Pep Guardiola ému lors de son dernier match à la tête de Manchester City.
Une soirée sous le signe des hommages plutôt que de la compétition
Manchester City-Aston Villa (1-2) restera avant tout comme le dernier match de Pep Guardiola sur le banc des Sky Blues. Dix ans après son arrivée, le technicien catalan a choisi l’émotion plutôt que la pression du résultat. Malgré une défaite anecdotique, le public de l’Etihad Stadium a réservé une standing ovation à son départ, tout comme Unai Emery, l’arbitre du jour, qui lui a remis un trophée symbolique.
Guardiola, souvent perçu comme un stratège froid, a montré une sensibilité rare. Avant la rencontre, il n’avait presque rien laissé transparaître, pas même à l’annonce du score d’ouverture signé Antoine Semenyo (1-0, 23e). C’est seulement à la 59e minute, lors du remplacement de Bernardo Silva par Mateo Kovacic, que les larmes ont coulé. L’ancien Monégasque, recordman de matchs joués sous ses ordres (460), quittait le club sous une haie d’honneur mêlant coéquipiers et adversaires.
Bernardo Silva et John Stones, les figures de ces adieux
Le rituel s’est répété à la 78e minute avec John Stones. Comme pour Silva, Guardiola a laissé éclater son émotion, malgré la responsabilité du défenseur dans les buts encaissés par Ollie Watkins (47e, 61e). Les hommages se sont enchaînés, saluant aussi Ederson et Ilkay Gündogan, partis en 2025, dont les contributions ont marqué l’histoire récente du club.
Le match lui-même avait peu d’enjeu sportif : Manchester City était déjà assuré de terminer deuxième en Premier League. Les 60 332 spectateurs présents sont repartis avec l’image des multiples cérémonies en l’honneur des joueurs, bien au-delà de la simple performance sportive.
Un discours poignant pour clore une décennie de succès
Après le coup de sifflet final, Guardiola a pris la parole depuis le centre du terrain, un sourire timide aux lèvres. Il a mis en garde ses joueurs avec bienveillance, leur rappelant l’importance de conserver les standards qui ont fait la renommée du club :
« Ils savent qu’ils ont une grande responsabilité, celle de maintenir nos standards. »
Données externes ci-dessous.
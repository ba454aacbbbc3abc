//! Static description of a prover flag search space.
//!
//! A flag space has one dimension per preprocessor flag group, each with an
//! ordered list of candidate values plus the implicit unset sentinel. A
//! declared order relation between values lets the search engine propagate
//! prover verdicts between related points without re-querying.

pub mod parse;
pub mod space;
pub mod value;

pub use parse::{parse_flag_space, ParseError};
pub use space::{Dimension, DomainError, FlagSpace, OrderRelation, PriorityPattern};
pub use value::{Assignment, FlagValue};
//! Sweep configuration files: several models with shared defaults.

use std::path::PathBuf;
use std::time::Duration;

use serde::Deserialize;

use lantern_prover::ProverConfig;

/// Defaults applied to every model unless overridden per model.
#[derive(Debug, Clone, Default, Deserialize)]
#[serde(deny_unknown_fields)]
pub struct SweepDefaults {
    pub executable: Option<PathBuf>,
    /// Seconds per prover execution.
    pub timeout: Option<u64>,
    /// Runtime heap cap in GiB.
    pub ram: Option<u64>,
    pub cores: Option<u32>,
    pub fixed_flags: Option<Vec<String>>,
    pub passthrough: Option<Vec<String>>,
    /// Flag space description applied to every model.
    pub flags: Option<PathBuf>,
}

/// One model entry; omitted keys fall back to the defaults.
#[derive(Debug, Clone, Deserialize)]
#[serde(deny_unknown_fields)]
pub struct ModelEntry {
    pub path: PathBuf,
    #[serde(default)]
    pub lemmas: Option<Vec<String>>,
    #[serde(default)]
    pub timeout: Option<u64>,
    #[serde(default)]
    pub ram: Option<u64>,
    #[serde(default)]
    pub cores: Option<u32>,
    #[serde(default)]
    pub fixed_flags: Option<Vec<String>>,
    #[serde(default)]
    pub passthrough: Option<Vec<String>>,
    #[serde(default)]
    pub flags: Option<PathBuf>,
}

#[derive(Debug, Deserialize)]
#[serde(deny_unknown_fields)]
pub struct SweepFile {
    #[serde(default)]
    pub defaults: SweepDefaults,
    pub models: Vec<ModelEntry>,
}

/// Fully resolved work for one model.
#[derive(Debug, Clone)]
pub struct ModelPlan {
    pub path: PathBuf,
    /// `None` means: discover lemmas from the model.
    pub lemmas: Option<Vec<String>>,
    pub prover: ProverConfig,
    /// Flag space description to sweep; `None` means a single unflagged
    /// query per lemma.
    pub flag_space: Option<PathBuf>,
}

impl SweepFile {
    pub fn parse(json: &str) -> Result<Self, serde_json::Error> {
        serde_json::from_str(json)
    }

    /// Merge defaults into each model entry.
    pub fn resolve(&self) -> Vec<ModelPlan> {
        self.models
            .iter()
            .map(|entry| {
                let base = ProverConfig::default();
                let prover = ProverConfig {
                    executable: self
                        .defaults
                        .executable
                        .clone()
                        .unwrap_or(base.executable),
                    timeout: entry
                        .timeout
                        .or(self.defaults.timeout)
                        .map(Duration::from_secs),
                    cores: entry.cores.or(self.defaults.cores).unwrap_or(base.cores),
                    ram_gib: entry.ram.or(self.defaults.ram),
                    fixed_flags: entry
                        .fixed_flags
                        .clone()
                        .or_else(|| self.defaults.fixed_flags.clone())
                        .unwrap_or_default(),
                    passthrough: entry
                        .passthrough
                        .clone()
                        .or_else(|| self.defaults.passthrough.clone())
                        .unwrap_or_default(),
                };
                ModelPlan {
                    path: entry.path.clone(),
                    lemmas: entry.lemmas.clone(),
                    prover,
                    flag_space: entry.flags.clone().or_else(|| self.defaults.flags.clone()),
                }
            })
            .collect()
    }
}
use serde::Deserialize;

use crate::space::{Dimension, DomainError, FlagSpace, OrderRelation, PriorityPattern};

#[derive(Debug, thiserror::Error)]
pub enum ParseError {
    #[error("JSON parse error: {0}")]
    Json(#[from] serde_json::Error),

    #[error(transparent)]
    Domain(#[from] DomainError),
}

/// On-disk shape of a flag space description.
#[derive(Debug, Deserialize)]
struct FlagSpaceDoc {
    dimensions: Vec<Dimension>,
    #[serde(default)]
    orders: OrderRelation,
    #[serde(default)]
    priority: Vec<PriorityPattern>,
}

/// Parse and validate a flag space description file.
pub fn parse_flag_space(json: &str) -> Result<FlagSpace, ParseError> {
    let doc: FlagSpaceDoc = serde_json::from_str(json)?;
    Ok(FlagSpace::new(doc.dimensions, doc.orders, doc.priority)?)
}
Puis, la voix tremblante, il a remercié les supporters, ces mêmes fans qui ont fait de cette aventure une expérience unique :
« Je n’aurais jamais pu imaginer une telle quantité d’amour. Ça a été un honneur incroyable, immense, d’être votre entraîneur. »
L’image du tacticien exigeant, obsédé par le jeu jusqu’à l’excès, s’estompe derrière celle d’un homme reconnaissant et vulnérable. Une décennie de trophées, de records et de football d’exception s’achève sur un adieu à la fois personnel et collectif.